(Data)
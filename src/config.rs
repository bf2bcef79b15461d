//! Environment-driven configuration.
//!
//! - `CYBERLAB_URL` - Base URL of the progress service (default: `http://localhost:5000`)
//! - `CYBERLAB_DATA_DIR` - Data directory override for the local cache and service db
//! - `CYBERLAB_CORS_ORIGINS` - Comma-separated allowed origins for `serve` (permissive if unset)
//! - `CYBERLAB_AUTH_RATE_LIMIT` - Auth requests per client IP per minute (default: 20)

use std::path::PathBuf;
use std::time::Duration;

use anyhow::Result;

pub const DEFAULT_URL: &str = "http://localhost:5000";
pub const DEFAULT_AUTH_RATE_LIMIT: u32 = 20;

/// Remote reads give up after this long.
pub const READ_TIMEOUT: Duration = Duration::from_secs(4);
/// Remote writes give up after this long.
pub const WRITE_TIMEOUT: Duration = Duration::from_secs(5);

#[derive(Debug, Clone, PartialEq, Eq)]
pub struct Config {
    pub service_url: String,
    pub data_dir: Option<PathBuf>,
    pub cors_origins: Option<Vec<String>>,
    pub auth_rate_limit: u32,
}

impl Default for Config {
    fn default() -> Self {
        Self {
            service_url: DEFAULT_URL.to_string(),
            data_dir: None,
            cors_origins: None,
            auth_rate_limit: DEFAULT_AUTH_RATE_LIMIT,
        }
    }
}

impl Config {
    pub fn from_env() -> Self {
        Self::from_lookup(|key| std::env::var(key).ok())
    }

    fn from_lookup(lookup: impl Fn(&str) -> Option<String>) -> Self {
        let service_url = lookup("CYBERLAB_URL")
            .map(|s| s.trim().trim_end_matches('/').to_string())
            .filter(|s| !s.is_empty())
            .unwrap_or_else(|| DEFAULT_URL.to_string());

        let data_dir = lookup("CYBERLAB_DATA_DIR")
            .filter(|s| !s.trim().is_empty())
            .map(PathBuf::from);

        let cors_origins = lookup("CYBERLAB_CORS_ORIGINS").map(|s| {
            s.split(',')
                .map(|s| s.trim().to_string())
                .filter(|s| !s.is_empty())
                .collect::<Vec<_>>()
        });

        let auth_rate_limit = lookup("CYBERLAB_AUTH_RATE_LIMIT")
            .and_then(|s| s.trim().parse::<u32>().ok())
            .unwrap_or(DEFAULT_AUTH_RATE_LIMIT);

        Self {
            service_url,
            data_dir,
            cors_origins,
            auth_rate_limit,
        }
    }

    /// Where the local cache and the service database live.
    pub fn data_dir(&self) -> Result<PathBuf> {
        if let Some(dir) = &self.data_dir {
            return Ok(dir.clone());
        }
        let dirs = directories::ProjectDirs::from("", "", "cyberlab")
            .ok_or_else(|| anyhow::anyhow!("Could not determine data directory"))?;
        Ok(dirs.data_dir().to_path_buf())
    }

    pub fn local_cache_path(&self) -> Result<PathBuf> {
        Ok(self.data_dir()?.join("local.db"))
    }

    pub fn service_db_path(&self) -> Result<PathBuf> {
        Ok(self.data_dir()?.join("service.db"))
    }
}
//! Wire and storage models shared by the progress service, its client and
//! the local cache.
//!
//! - [`LabProgress`] / [`ProgressSnapshot`]: per-lab completed steps and the
//!   aggregate score. Both sides of the sync speak these.
//! - [`User`], [`Identity`]: an account on the service and the token the
//!   console holds for it.
//! - [`LabInfo`]: catalogue card served by `/api/labs`.

mod lab;
mod progress;
mod user;

pub use lab::*;
pub use progress::*;
pub use user::*;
(End Data)
The required output is every line of the entries, starting at the one that contains "steps and the" and ending at the last, copied exactly.

→ Exercise answer:
//! - [`LabProgress`] / [`ProgressSnapshot`]: per-lab completed steps and the
//!   aggregate score. Both sides of the sync speak these.
//! - [`User`], [`Identity`]: an account on the service and the token the
//!   console holds for it.
//! - [`LabInfo`]: catalogue card served by `/api/labs`.

mod lab;
mod progress;
mod user;

pub use lab::*;
pub use progress::*;
pub use user::*;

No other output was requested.